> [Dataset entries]

* * *

impl<K: PlotEventSink> Engine<K> {
    pub fn new(config: AnalyzerConfig, sink: K) -> Self {
        let resolver = SymbolResolver::new(config.effective_resolver(), config.addr2line.clone());
        Self {
            config,
            lines: LineParser::new(),
            payloads: PayloadParser::new(),
            processes: ProcessTracker::new(),
            cpus: CpuTracker::new(),
            resolver,
            sink,
            diagnostics: Diagnostics::new(),
            checkpoints: Vec::new(),
            stats: ReplayStats::default(),
            last_timestamp: Timestamp::ZERO,
            started: Instant::now(),
        }
    }

    #[must_use]
    pub fn config(&self) -> &AnalyzerConfig {
        &self.config
    }

    /// Register symbol sources before the replay starts
    pub fn resolver_mut(&mut self) -> &mut SymbolResolver {
        &mut self.resolver
    }

    #[must_use]
    pub fn processes(&self) -> &ProcessTracker {
        &self.processes
    }

    #[must_use]
    pub fn diagnostics(&self) -> &[Diagnostic] {
        self.diagnostics.entries()
    }

    #[must_use]
    pub fn stats(&self) -> &ReplayStats {
        &self.stats
    }

    /// Replay every line of `stream`.
    ///
    /// # Errors
    /// Returns `ReplayError::Io` when the stream cannot be read or rewound
    /// and `ReplayError::Inconsistent` when a strict-mode invariant breaks.
    pub fn run<S: TraceStream>(&mut self, stream: &mut S) -> Result<(), ReplayError> {
        while let Some((line_no, text)) = stream.next_line()? {
            self.stats.lines += 1;
            match self.lines.parse_line(&text) {
                Ok(TraceLine::Event(event)) => self.handle_event(stream, line_no, &event)?,
                Ok(TraceLine::Unknown) => {
                    let shown: String = text.chars().take(80).collect();
                    self.diagnostics.record(
                        line_no,
                        PARSER,
                        None,
                        DiagnosticKind::UnknownLine,
                        format!("unrecognized line: {shown}"),
                    );
                }
                Ok(line) if line.is_stack() => self.stats.stack_lines += 1,
                Ok(_) => {}
                Err(e) => self.malformed(line_no, None, &e),
            }
        }
        Ok(())
    }

    fn handle_event<S: TraceStream>(
        &mut self,
        stream: &mut S,
        line_no: u64,
        event: &EventLine,
    ) -> Result<(), ReplayError> {
        self.stats.events += 1;
        self.last_timestamp = self.last_timestamp.max(event.timestamp);

        match classify_event(&event.name) {
            EventFamily::Mmap(kind) => {
                self.stats.vma_events += 1;
                self.handle_mmap(stream, line_no, event, kind)?;
            }
            EventFamily::SimToggle(enable) => self.handle_sim_toggle(event, enable),
            EventFamily::PteMapped => {
                self.stats.pte_events += 1;
                if self.config.pages {
                    self.handle_pte_mapped(line_no, event);
                }
            }
            EventFamily::PteOther => self.stats.pte_events += 1,
            EventFamily::SchedSwitch => {
                self.stats.sched_switches += 1;
                self.handle_sched_switch(line_no, event);
            }
            EventFamily::Checkpoint => {
                self.stats.checkpoints += 1;
                self.handle_checkpoint(event);
            }
            EventFamily::RssStat => self.handle_rss_stat(line_no, event),
            EventFamily::Other => self.stats.other_events += 1,
        }
        Ok(())
    }

    // =========================================================================
    // SHARED HELPERS
    // =========================================================================

    /// Is `tgid` a target or descended from one?
    pub(super) fn is_relevant(&self, tgid: Tgid) -> bool {
        self.config
            .targets
            .as_ref()
            .map_or(true, |targets| self.processes.is_descendant_of_any(tgid, targets))
    }

    pub(super) fn emit(&mut self, tgid: Tgid, event: PlotEvent) {
        let appname = match &self.config.app {
            Some(app) => app.clone(),
            None => self.processes.label(self.processes.root_of(tgid)),
        };
        self.sink.consume(&event, tgid, &appname);
    }

    /// Emit the VMA count and VM size of `tgid`
    pub(super) fn emit_sizes(&mut self, tgid: Tgid, timestamp: Timestamp) {
        let Some(process) = self.processes.get(tgid) else { return };
        let count = process.counted_vma_count();
        let bytes = process.stats.total_vm_size;
        self.emit(tgid, PlotEvent::VmaCount { timestamp, count });
        self.emit(tgid, PlotEvent::VmSize { timestamp, bytes });
    }

    /// Handle state that contradicts an event.
    ///
    /// Fatal for fully observed processes in strict mode; otherwise a
    /// diagnostic is recorded and the caller skips the event. Either way
    /// the diagnostic list names it.
    pub(super) fn inconsistency(&mut self, line_no: u64, tgid: Tgid, message: String) -> Result<(), ReplayError> {
        let fully_observed = self.processes.get(tgid).is_some_and(|p| !p.is_partial());
        if fully_observed && self.config.strictness == Strictness::Strict {
            // kept so the diagnostics file of an aborted run names the cause
            self.diagnostics.push(Diagnostic {
                line: line_no,
                emitter: EMITTER,
                tgid: Some(tgid),
                kind: DiagnosticKind::InconsistentState,
                message: message.clone(),
            });
            let err = ReplayError::Inconsistent { line: line_no, tgid, emitter: EMITTER, message };
            error!("{err}");
            return Err(err);
        }
        self.diagnostics.record(line_no, EMITTER, Some(tgid), DiagnosticKind::InconsistentState, message);
        Ok(())
    }

    pub(super) fn malformed(&mut self, line_no: u64, tgid: Option<Tgid>, err: &ParseError) {
        self.diagnostics.record(line_no, PARSER, tgid, DiagnosticKind::MalformedLine, err.to_string());
    }

    // =========================================================================
    // NON-VMA EVENTS
    // =========================================================================

    fn handle_sim_toggle(&mut self, event: &EventLine, enable: bool) {
        let tgid = self
            .payloads
            .parse_sim_toggle(&event.payload)
            .unwrap_or_else(|| self.processes.tgid_of(event.pid));
        let process = self.processes.get_or_create(tgid);
        process.sim_disabled = !enable;
        debug!("tgid {tgid}: VMA simulation {}", if enable { "enabled" } else { "disabled" });
    }

    fn handle_pte_mapped(&mut self, line_no: u64, event: &EventLine) {
        let payload = match self.payloads.parse_pte_mapped(&event.payload) {
            Ok(payload) => payload,
            Err(e) => {
                self.malformed(line_no, None, &e);
                return;
            }
        };
        let tgid = payload.mmap.tgid;
        if !self.processes.contains(tgid) || !self.is_relevant(tgid) {
            return;
        }
        let Some(process) = self.processes.get_mut(tgid) else { return };
        if process.sim_disabled || !payload.is_new_page() {
            return;
        }

        let start = payload.mmap.start;
        let owner = process
            .live_vma(start)
            .or_else(|| process.bprm_vma().filter(|bprm| bprm.start == start));
        let Some(vma) = owner else {
            self.diagnostics.record(
                line_no,
                EMITTER,
                Some(tgid),
                DiagnosticKind::InconsistentState,
                format!("page mapped in unknown VMA at 0x{start:x}"),
            );
            return;
        };

        let kind = classify_vma(vma.perms, vma.filename());
        let rss_type = match (vma.perms.file_backed, vma.perms.shared) {
            (true, _) => RssType::File,
            (false, true) => RssType::Shmem,
            (false, false) => RssType::Anon,
        };
        process.record_page_mapped(start, rss_type, event.timestamp);
        let rss = (!process.stats.rss_from_stat).then_some(process.stats.rss);

        let timestamp = event.timestamp;
        self.emit(tgid, PlotEvent::PageMapped { timestamp, kind, major: payload.is_major });
        if let Some(pages) = rss {
            self.emit(tgid, PlotEvent::Rss { timestamp, pages });
        }
    }

    fn handle_rss_stat(&mut self, line_no: u64, event: &EventLine) {
        let payload = match self.payloads.parse_rss_stat(&event.payload) {
            Ok(payload) => payload,
            Err(e) => {
                self.malformed(line_no, None, &e);
                return;
            }
        };
        if !payload.curr {
            return;
        }
        let tgid = self.processes.tgid_of(event.pid);
        if !self.processes.contains(tgid) || !self.is_relevant(tgid) {
            return;
        }
        let Some(process) = self.processes.get_mut(tgid) else { return };
        process.set_rss(payload.rss_type, payload.size_bytes / PAGE_SIZE, event.timestamp);
        let pages = process.stats.rss;
        self.emit(tgid, PlotEvent::Rss { timestamp: event.timestamp, pages });
    }

    fn handle_sched_switch(&mut self, line_no: u64, event: &EventLine) {
        let payload = match self.payloads.parse_sched_switch(&event.payload) {
            Ok(payload) => payload,
            Err(e) => {
                self.malformed(line_no, None, &e);
                return;
            }
        };

        // Without tgid fields the parser falls back to the pid
        let next_tgid = if payload.next_tgid == Tgid::from(payload.next_pid) {
            self.processes.tgid_of(payload.next_pid)
        } else {
            self.processes.note_thread(payload.next_pid, payload.next_tgid);
            payload.next_tgid
        };

        let next = RunningTask { pid: payload.next_pid, tgid: next_tgid, since: event.timestamp };
        if let Some(prev) = self.cpus.switch(event.cpu, next) {
            if prev.pid != payload.prev_pid {
                debug!(
                    "{}: switched out pid {} but pid {} was running",
                    event.cpu, payload.prev_pid, prev.pid
                );
            }
            self.end_quantum(event.cpu, prev, event.timestamp);
        }
    }

    fn end_quantum(&mut self, cpu: CpuId, task: RunningTask, end: Timestamp) {
        if task.pid.0 == 0 || !self.processes.contains(task.tgid) || !self.is_relevant(task.tgid) {
            return;
        }
        let Some(process) = self.processes.get_mut(task.tgid) else { return };
        let pages_mapped = process.flush_quantum(end.saturating_since(task.since));
        self.emit(task.tgid, PlotEvent::Quantum { cpu, start: task.since, end, pages_mapped });
    }

    fn handle_checkpoint(&mut self, event: &EventLine) {
        let timestamp = event.timestamp;
        let name = checkpoint_name(&event.payload, self.checkpoints.len() + 1, &self.checkpoints);
        let appname = self.config.app.clone().unwrap_or_else(|| event.task.clone());

        let groups = self.relevant_groups();
        let snapshots: Vec<GroupSnapshot> = groups
            .iter()
            .map(|group| {
                let mut snapshot = GroupSnapshot::take(&self.processes, group, timestamp);
                snapshot.interval = group
                    .members
                    .iter()
                    .filter_map(|&tgid| self.processes.get(tgid))
                    .flat_map(|p| p.checkpoint_vmas().cloned())
                    .collect();
                snapshot
            })
            .collect();

        for process in self.processes.iter_mut() {
            process.reset_checkpoint();
        }
        for group in &groups {
            self.emit(group.root, PlotEvent::Checkpoint { timestamp, name: name.clone() });
        }

        info!("checkpoint '{name}' at {timestamp}: {} groups", snapshots.len());
        self.checkpoints.push(Checkpoint { timestamp, appname, name, groups: snapshots });
    }

    fn relevant_groups(&self) -> Vec<ProcessGroup> {
        self.processes
            .groups()
            .into_iter()
            .filter(|group| group.members.iter().any(|&tgid| self.is_relevant(tgid)))
            .collect()
    }

    // =========================================================================
    // END OF TRACE
    // =========================================================================

    /// Close open quanta, report unbalanced pairs, shut resolvers down and
    /// hand over the results.
    pub fn finish(mut self) -> Analysis<K> {
        let end = self.last_timestamp;

        let running: Vec<(CpuId, RunningTask)> = self.cpus.drain().collect();
        for (cpu, task) in running {
            self.end_quantum(cpu, task, end);
        }

        let mut unbalanced = Vec::new();
        for process in self.processes.iter_mut() {
            let Some(first) = process.pending.front().copied() else { continue };
            unbalanced.push((process.tgid, first, process.pending.len()));
            process.pending.clear();
            // releases any deferred size change
            process.adjust_vm_size(0, end);
        }
        for (tgid, first, count) in unbalanced {
            self.diagnostics.record(
                first.line,
                EMITTER,
                Some(tgid),
                DiagnosticKind::UnbalancedPair,
                format!(
                    "{count} unmap(s) without remap at end of trace, first: {:?} of 0x{:x}",
                    first.op, first.start
                ),
            );
        }

        let mut incomplete = Vec::new();
        for process in self.processes.iter_mut() {
            let Some(bprm) = process.bprm_vma().map(|vma| vma.start) else { continue };
            process.discard_bprm(end);
            // releases any size change held behind the dropped pairs
            process.adjust_vm_size(0, end);
            incomplete.push((process.tgid, bprm));
        }
        for (tgid, start) in incomplete {
            self.diagnostics.record(
                self.stats.lines,
                FORK_EXEC,
                Some(tgid),
                DiagnosticKind::ExecIncomplete,
                format!("trace ends while the exec stack VMA at 0x{start:x} is held; recorded as discarded"),
            );
        }

        self.resolver.close();
        let resolver_stats = self.resolver.stats();
        display_statistics(&self.stats, resolver_stats);
        info!(
            "{} processes, {} checkpoints, {} diagnostics in {:.2}s",
            self.processes.len(),
            self.checkpoints.len(),
            self.diagnostics.entries().len(),
            self.started.elapsed().as_secs_f64()
        );

        let groups = self.relevant_groups();
        Analysis {
            processes: self.processes,
            groups,
            checkpoints: self.checkpoints,
            diagnostics: self.diagnostics.into_entries(),
            stats: self.stats,
            resolver_stats,
            end,
            sink: self.sink,
        }
    }
}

* * *

Scan the records for the string "held". Copy each line in which it appears.

> [TASK OUTPUT]
            // releases any size change held behind the dropped pairs
                format!("trace ends while the exec stack VMA at 0x{start:x} is held; recorded as discarded"),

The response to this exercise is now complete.